Sunday, October 11, 2009

Sameness Not Being The Same

I'm reading "Driving With Dead People" by Monica Holloway. Actually, I pick it up in fits of girded loins to read because her childhood is just a wee bit like my own: Terrible father, absent mother, left to your own devices as a teen. I read this woman's account of her childhood and instead of completely embracing it, I find myself finding her not telling the story right. As if I want her to tell my story in some respect that I myself have not had the guts, or talent, to tell on my own. So, instead of precisely reading her story, I'm looking for my own relatable touchstones that then I can hurl at her.
But, and I've been thinking about this all afternoon while watching football, the one thing that she does get spot-on right is that everything isn't horrible without reprieve. There are moments, in even the worst childhood, of startling beauty, familial connection, warmth and caring from friends that in memory stand in such stark contrast to the horror and strife that you daily not so much endure, as try to avoid.
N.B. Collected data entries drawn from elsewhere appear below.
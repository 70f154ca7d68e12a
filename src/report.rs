use std::fmt::Write;

use crate::actions;
use crate::aggregate::{self, Dimension};
use crate::explore;
use crate::models::DefectRecord;
use crate::outlier;
use crate::pareto;
use crate::recurrence;

pub fn build_report(records: &[DefectRecord], threshold: f64) -> String {
    let mut output = String::new();

    let _ = writeln!(output, "# Production Defect Report");
    let _ = writeln!(
        output,
        "Covering {} recorded defects (outlier threshold {:.1} sigma)",
        records.len(),
        threshold
    );
    let _ = writeln!(output);
    let _ = writeln!(output, "## Defect Mix");

    let mix = aggregate::aggregate(records, Dimension::DefectType);
    if mix.is_empty() {
        let _ = writeln!(output, "No defects recorded.");
    } else {
        for row in pareto::pareto(records, Dimension::DefectType).iter().take(8) {
            let _ = writeln!(
                output,
                "- {}: {} defects ({:.2}%, cumulative {:.2}%)",
                row.key, row.count, row.pct, row.cum_pct
            );
        }
    }

    let _ = writeln!(output);
    let _ = writeln!(output, "## Top Recurrences");

    let views = recurrence::triads(records);
    if views.by_score.is_empty() {
        let _ = writeln!(output, "No recurring defect clusters.");
    } else {
        for triad in views.by_score.iter().take(5) {
            let _ = writeln!(
                output,
                "- {} at {} on {}: {} occurrences, avg severity {:.2}, avg resolution {:.2}h, {} without root cause (impact {:.2})",
                triad.defect_name,
                triad.station,
                triad.part_of_car,
                triad.count,
                triad.avg_severity,
                triad.avg_resolution_time,
                triad.root_cause_open,
                triad.score
            );
        }
    }

    let _ = writeln!(output);
    let _ = writeln!(output, "## Outliers");

    let bounds = outlier::compute_bounds(records, threshold);
    let outliers: Vec<&DefectRecord> = records
        .iter()
        .filter(|record| outlier::is_outlier(record, &bounds))
        .collect();
    if outliers.is_empty() {
        let _ = writeln!(output, "No records outside the statistical bounds.");
    } else {
        let _ = writeln!(
            output,
            "{} of {} records flagged (resolution time bounds {:.2}h to {:.2}h):",
            outliers.len(),
            records.len(),
            bounds.resolution_time.lower,
            bounds.resolution_time.upper
        );
        for record in outliers.iter().take(10) {
            let reasons = outlier::outlier_reasons(record, &bounds).join(", ");
            let _ = writeln!(
                output,
                "- #{} {} at {} on {}: severity {}, {:.2}h ({})",
                record.id,
                record.defect_name,
                record.station,
                record.date,
                record.severity_rating,
                record.resolution_time,
                reasons
            );
        }
    }

    let _ = writeln!(output);
    let _ = writeln!(output, "## Shift Breakdown");

    let shift_loads = aggregate::shift_resolution(records);
    if shift_loads.is_empty() {
        let _ = writeln!(output, "No defects recorded.");
    } else {
        for shift in shift_loads.iter() {
            let _ = writeln!(
                output,
                "- {}: {} defects, avg resolution {:.2}h",
                shift.key, shift.count, shift.average
            );
        }
    }

    let _ = writeln!(output);
    let _ = writeln!(output, "## Suggested Focus");

    match explore::resolve_target(records, None) {
        None => {
            let _ = writeln!(output, "No defect data to focus on.");
        }
        Some(target) => {
            let candidates = actions::quick_actions(records, &target);
            if candidates.is_empty() {
                let _ = writeln!(output, "No recurring clusters for {target}.");
            } else {
                for candidate in candidates.iter() {
                    let _ = writeln!(
                        output,
                        "- {}: {} occurrences of {}, impact {:.2}",
                        candidate.label, candidate.count, target, candidate.score
                    );
                }
            }
        }
    }

    output
}

#[cfg(test)]
mod tests {
    use super::*;
    use crate::dataset;

    #[test]
    fn report_carries_every_section() {
        let records = dataset::generate(120, 71);
        let report = build_report(&records, 2.0);
        for heading in [
            "# Production Defect Report",
            "## Defect Mix",
            "## Top Recurrences",
            "## Outliers",
            "## Shift Breakdown",
            "## Suggested Focus",
        ] {
            assert!(report.contains(heading), "missing {heading}");
        }
    }

    #[test]
    fn empty_set_degrades_to_explanatory_lines() {
        let report = build_report(&[], 2.0);
        assert!(report.contains("Covering 0 recorded defects"));
        assert!(report.contains("No defects recorded."));
        assert!(report.contains("No recurring defect clusters."));
        assert!(report.contains("No records outside the statistical bounds."));
        assert!(report.contains("No defect data to focus on."));
    }

    #[test]
    fn outlier_lines_carry_reason_codes() {
        let mut records = dataset::generate(40, 73);
        records[0].severity_rating = 10;
        let report = build_report(&records, 2.0);
        assert!(report.contains("Critical Severity"));
    }
}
Junior and I always referred to it as 'flying under the radar'.
While I wend my way through the final chapters of the book, I think that I've finally started to appreciate how the same paths don't necessarily run parallel so much as become entirely divergent, while maintaining a commonality. How could it be otherwise?
What I want from this book it can never give, but at least it's made me think, and for that I think that it deserves an audience to consider all of the balefulness that lies within.

2 comments:

drollgirl said...

you are so right. i was very angry for many, many years about my family/childhood, but it wasn't all bad. not at all. i might need to read this book.

Phoenix said...

Maybe what this book will give you, instead of allowing you to read your own story, is the strength and will to put into words what the author neglected to write.

Coming from a background fairly similar to yours (I'm guessing), it's what I've done, and it's worked out well. The silence I see in others becomes the impetus to write my own words and hear my own voice.